Посуда убрана. Дядя Яков торжественно водружает патефон в центре стола, в наступившем молчании заводит ручкой пружину. И в доме у бабушки звучит «Кукарача», «Румба» («Румба хороший танец»), «Лимончики» Утесова. Вертится пластинка, на ее синей этикетке собака перед граммофоном. Дядя Яков погрустнел, сидит, обняв бабушку. А ты, стащив фотографию, где он с верблюдами, выскакиваешь во двор. Там ждут друзья. Они уже знают: что из неведомого далека к тебе приехал знаменитый дядька, путешественник, археолог (это по твоим рассказам). Показываешь фотографию. Кто-то авторитетно заявляет: «Это Каракумы». Ты горд. Тебе всегда хочется как-то сравняться с друзьями. У одного дед орденоносец, герой гражданской, у другого отец капитан дальнего плавания, у третьего — сотрудник угро. А твой отец только маркшейдер…
Позже желание гордиться хоть кем-то, хоть знакомством с Костей Папалекси, потребность, чтоб тебя заметили даже за чужие заслуги, становится постыдной. Но боже мой, когда это произойдет!..
Дядя Яков исчез внезапно и навсегда. При тебе о нем старались не говорить. Бабушка и тетки плакали и шептались тайком, ездили зачем-то в Киев, папа твердил им: «Не верю». Он стал хмур, нервен, раздражителен, а мама почему-то каждый вечер ждала его с работы на улице, у ворот, чего прежде ты не замечал. Постепенно в семье поселилось таинственное тягостное молчание, имя дяди Якова не упоминалось. То, о чем ты догадывался, было расплывчатым, неясным, как бы не имевшим отношения к реальной твоей жизни, где была радость физкультурных парадов. И дядя Яков стал забываться, потом и вовсе выпал из твоего существования: ты защищался от чего-то страшного, постыдного, но непонятного. Забыть — так было удобней. Пусть будет, как всегда: дядя Яков опять уехал куда-то далеко путешествовать…

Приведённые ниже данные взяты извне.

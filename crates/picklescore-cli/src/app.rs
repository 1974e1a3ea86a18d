// Application state and command dispatch for the interactive shell.
//
// Each parsed `UserCommand` is applied to the session store and answered with
// a block of text for the terminal. Match-scoped commands act on the focused
// match.

use std::fmt::Write as _;

use tracing::{debug, info};

use picklescore_core::config::Config;
use picklescore_core::session::model::{Match, MatchId, MatchStatus, TeamId};
use picklescore_core::session::teams::RosterSelection;
use picklescore_core::session::Ignored;
use picklescore_core::storage::SnapshotStorage;
use picklescore_core::store::SessionStore;

use crate::command::{Side, UserCommand, HELP};

/// What the shell should do after a command.
#[derive(Debug, Clone, PartialEq, Eq)]
pub enum Reply {
    /// Print this text and keep reading.
    Text(String),
    /// Stop the shell.
    Quit,
}

/// The complete shell state.
pub struct AppState<S: SnapshotStorage> {
    pub store: SessionStore<S>,
    /// Which players `gen` draws from.
    pub roster_selection: RosterSelection,
}

impl<S: SnapshotStorage> AppState<S> {
    pub fn new(store: SessionStore<S>, config: &Config) -> Self {
        AppState {
            store,
            roster_selection: config.roster_selection,
        }
    }

    fn focused(&self) -> Result<&Match, String> {
        self.store
            .active_match()
            .ok_or_else(|| "no match in focus (use `start` or `focus`)".to_string())
    }

    fn resolve_side(&self, side: Side) -> Result<(MatchId, TeamId), String> {
        let m = self.focused()?;
        let team = match side {
            Side::A => m.team_a_id,
            Side::B => m.team_b_id,
            Side::Team(id) => id,
        };
        Ok((m.id, team))
    }

    // -----------------------------------------------------------------------
    // Views
    // -----------------------------------------------------------------------

    pub fn render_players(&self) -> String {
        let players = self.store.players();
        if players.is_empty() {
            return "no players".into();
        }
        let mut out = String::new();
        for p in players {
            let mark = if p.playing { "*" } else { " " };
            let _ = writeln!(out, "{mark} {:>15}  {:<20} {}", p.id, p.name, p.strength);
        }
        out.truncate(out.trim_end().len());
        out
    }

    pub fn render_teams(&self) -> String {
        let teams = self.store.teams();
        if teams.is_empty() {
            return "no teams (use `gen`)".into();
        }
        let mut out = String::new();
        for t in teams {
            let _ = writeln!(
                out,
                "{:>15}  {:<28} [{} {}, {} {}]",
                t.id,
                t.label(),
                t.players[0].id,
                t.players[0].strength,
                t.players[1].id,
                t.players[1].strength
            );
        }
        out.truncate(out.trim_end().len());
        out
    }

    fn render_match_line(&self, m: &Match) -> String {
        let status = match m.status {
            MatchStatus::Active => "in play",
            MatchStatus::Completed => "final",
        };
        let focus = if self.store.active_match_id() == Some(m.id) {
            " <"
        } else {
            ""
        };
        format!(
            "{:>15}  {} {} - {} {}  ({status}){focus}",
            m.id,
            self.store.team_label(m.team_a_id),
            m.score_a,
            m.score_b,
            self.store.team_label(m.team_b_id),
        )
    }

    pub fn render_matches(&self) -> String {
        let history = self.store.match_history();
        if history.is_empty() {
            return "no matches".into();
        }
        history
            .iter()
            .map(|m| self.render_match_line(m))
            .collect::<Vec<_>>()
            .join("\n")
    }

    pub fn render_scoreboard(&self) -> String {
        match self.focused() {
            Ok(m) => self.render_match_line(m),
            Err(e) => e,
        }
    }

    pub fn render_standings(&self) -> String {
        let table = self.store.standings();
        if table.is_empty() {
            return "no teams (use `gen`)".into();
        }
        let mut out = format!(
            "{:<3} {:<28} {:>2} {:>2} {:>5} {:>3}\n",
            "#", "team", "P", "W", "+/-", "Pts"
        );
        for (rank, row) in table.iter().enumerate() {
            let _ = writeln!(
                out,
                "{:<3} {:<28} {:>2} {:>2} {:>+5} {:>3}",
                rank + 1,
                row.team.label(),
                row.played,
                row.won,
                row.diff,
                row.points
            );
        }
        out.truncate(out.trim_end().len());
        out
    }

    // -----------------------------------------------------------------------
    // Dispatch
    // -----------------------------------------------------------------------

    /// Apply one command and describe the result.
    pub fn handle_user_command(&mut self, cmd: UserCommand) -> Reply {
        debug!("user command: {:?}", cmd);
        let text = match self.apply(cmd) {
            Ok(Some(text)) => text,
            Ok(None) => return Reply::Quit,
            Err(text) => text,
        };
        Reply::Text(text)
    }

    /// `Ok(None)` means quit; `Err` carries a message for a command that
    /// changed nothing.
    fn apply(&mut self, cmd: UserCommand) -> Result<Option<String>, String> {
        let text = match cmd {
            UserCommand::Players => self.render_players(),
            UserCommand::AddPlayer { name, strength } => {
                let id = self.store.add_player(&name, strength).map_err(ignored)?;
                format!("added player {id}")
            }
            UserCommand::DeletePlayer(id) => {
                self.store.delete_player(id).map_err(ignored)?;
                format!("deleted player {id}")
            }
            UserCommand::TogglePlayer(id) => {
                let playing = self.store.toggle_player_availability(id).map_err(ignored)?;
                let state = if playing { "playing" } else { "sitting out" };
                format!("player {id} is {state}")
            }
            UserCommand::SetAllPlaying(playing) => {
                self.store.set_all_players_availability(playing);
                let state = if playing { "playing" } else { "sitting out" };
                format!("everyone is {state}")
            }
            UserCommand::GenerateTeams => {
                let count = self.store.generate_teams(self.roster_selection).len();
                info!("generated {} teams from the shell", count);
                if count == 0 {
                    "not enough players for a team".to_string()
                } else {
                    self.render_teams()
                }
            }
            UserCommand::SwapPlayers(a, b) => {
                self.store.swap_players(a, b).map_err(ignored)?;
                self.render_teams()
            }
            UserCommand::Teams => self.render_teams(),
            UserCommand::RenameTeam { team, name } => {
                self.store.rename_team(team, &name).map_err(ignored)?;
                format!("team {team} is now {}", self.store.team_label(team))
            }
            UserCommand::StartMatch(a, b) => {
                self.store.start_match(a, b).map_err(ignored)?;
                self.render_scoreboard()
            }
            UserCommand::Point(side) => {
                let (m, team) = self.resolve_side(side)?;
                self.store.score_point(m, team).map_err(ignored)?;
                self.render_scoreboard()
            }
            UserCommand::Undo => {
                let m = self.focused()?.id;
                self.store.undo_last_point(m).map_err(ignored)?;
                self.render_scoreboard()
            }
            UserCommand::Minus(side) => {
                let (m, team) = self.resolve_side(side)?;
                self.store.decrement_point(m, team).map_err(ignored)?;
                self.render_scoreboard()
            }
            UserCommand::Reset => {
                let m = self.focused()?.id;
                self.store.reset_match(m).map_err(ignored)?;
                self.render_scoreboard()
            }
            UserCommand::End => {
                let m = self.focused()?.id;
                self.store.end_match(m).map_err(ignored)?;
                let line = self
                    .store
                    .get_match(m)
                    .map(|m| self.render_match_line(m))
                    .unwrap_or_default();
                format!("{line}\n\n{}", self.render_standings())
            }
            UserCommand::Focus(id) => {
                self.store.focus_match(id).map_err(ignored)?;
                self.render_scoreboard()
            }
            UserCommand::Matches => self.render_matches(),
            UserCommand::Standings => self.render_standings(),
            UserCommand::Help => HELP.to_string(),
            UserCommand::Quit => return Ok(None),
        };
        Ok(Some(text))
    }
}

fn ignored(reason: Ignored) -> String {
    format!("ignored: {reason}")
}
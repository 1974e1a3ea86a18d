// Serialized session snapshot and its lenient decoder.

use serde::de::DeserializeOwned;
use serde::{Deserialize, Serialize};
use thiserror::Error;
use tracing::warn;

use super::model::{Match, MatchId, Player, Team};

/// The complete persisted session: roster, teams, matches, focus pointer.
#[derive(Debug, Clone, Default, PartialEq, Eq, Serialize, Deserialize)]
#[serde(rename_all = "camelCase")]
pub struct SessionState {
    pub players: Vec<Player>,
    pub teams: Vec<Team>,
    pub matches: Vec<Match>,
    pub active_match_id: Option<MatchId>,
}

/// A stored snapshot that cannot be used at all.
#[derive(Debug, Error)]
pub enum SnapshotError {
    #[error("snapshot is not valid JSON: {0}")]
    Json(#[from] serde_json::Error),

    #[error("snapshot top level is not an object")]
    NotAnObject,
}

impl SessionState {
    pub fn to_json(&self) -> serde_json::Result<String> {
        serde_json::to_string(self)
    }

    /// Decode a stored snapshot, tolerating partially-shaped objects.
    ///
    /// Invalid JSON or a non-object top level is an error. Otherwise each of
    /// the four fields is decoded on its own; a missing or malformed field
    /// falls back to an empty collection or a null pointer. Inside a
    /// collection, malformed entries are dropped and the rest are kept.
    pub fn from_json_lenient(raw: &str) -> Result<Self, SnapshotError> {
        let value: serde_json::Value = serde_json::from_str(raw)?;
        let serde_json::Value::Object(mut fields) = value else {
            return Err(SnapshotError::NotAnObject);
        };

        Ok(SessionState {
            players: take_list(&mut fields, "players"),
            teams: take_list(&mut fields, "teams"),
            matches: take_list(&mut fields, "matches"),
            active_match_id: take_field(&mut fields, "activeMatchId"),
        })
    }

    /// Largest id in use anywhere in the snapshot, or 0 when empty.
    pub fn max_id(&self) -> i64 {
        let players = self.players.iter().map(|p| p.id);
        let teams = self.teams.iter().map(|t| t.id);
        let matches = self.matches.iter().map(|m| m.id);
        players.chain(teams).chain(matches).max().unwrap_or(0)
    }
}

fn take_field<T: DeserializeOwned + Default>(
    fields: &mut serde_json::Map<String, serde_json::Value>,
    key: &str,
) -> T {
    let Some(value) = fields.remove(key) else {
        return T::default();
    };
    serde_json::from_value(value).unwrap_or_else(|e| {
        warn!("snapshot field `{key}` is malformed, using default: {e}");
        T::default()
    })
}

/// Decode an array field entry by entry, skipping entries that do not fit.
fn take_list<T: DeserializeOwned>(
    fields: &mut serde_json::Map<String, serde_json::Value>,
    key: &str,
) -> Vec<T> {
    let entries: Vec<serde_json::Value> = take_field(fields, key);
    entries
        .into_iter()
        .enumerate()
        .filter_map(|(idx, entry)| match serde_json::from_value(entry) {
            Ok(item) => Some(item),
            Err(e) => {
                warn!("skipping malformed entry {idx} in snapshot field `{key}`: {e}");
                None
            }
        })
        .collect()
}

Сперва искреннее неведение, потом испуганное желание не знать, потому что бегал два три раза смотреть фильм «Большая жизнь» о чудесных парнях-шахтерах, о том, как им мешают давать рекорды враги народа, шпионы и диверсанты, которых возненавидел и сам готов был убивать…
Магия слов, их коварное насилие над свободой выбора… Опьянение победой в 1945 году. Тебе двадцать два года. И уже не вспоминался исчезнувший давно дядя Яков. И не приходила в голову мысль, что у многих был свой «дядя Яков»… Почему же не верил пленным немцам, когда они говорили, что не ведали о концлагерях в Германии и о том, что в них творилось?..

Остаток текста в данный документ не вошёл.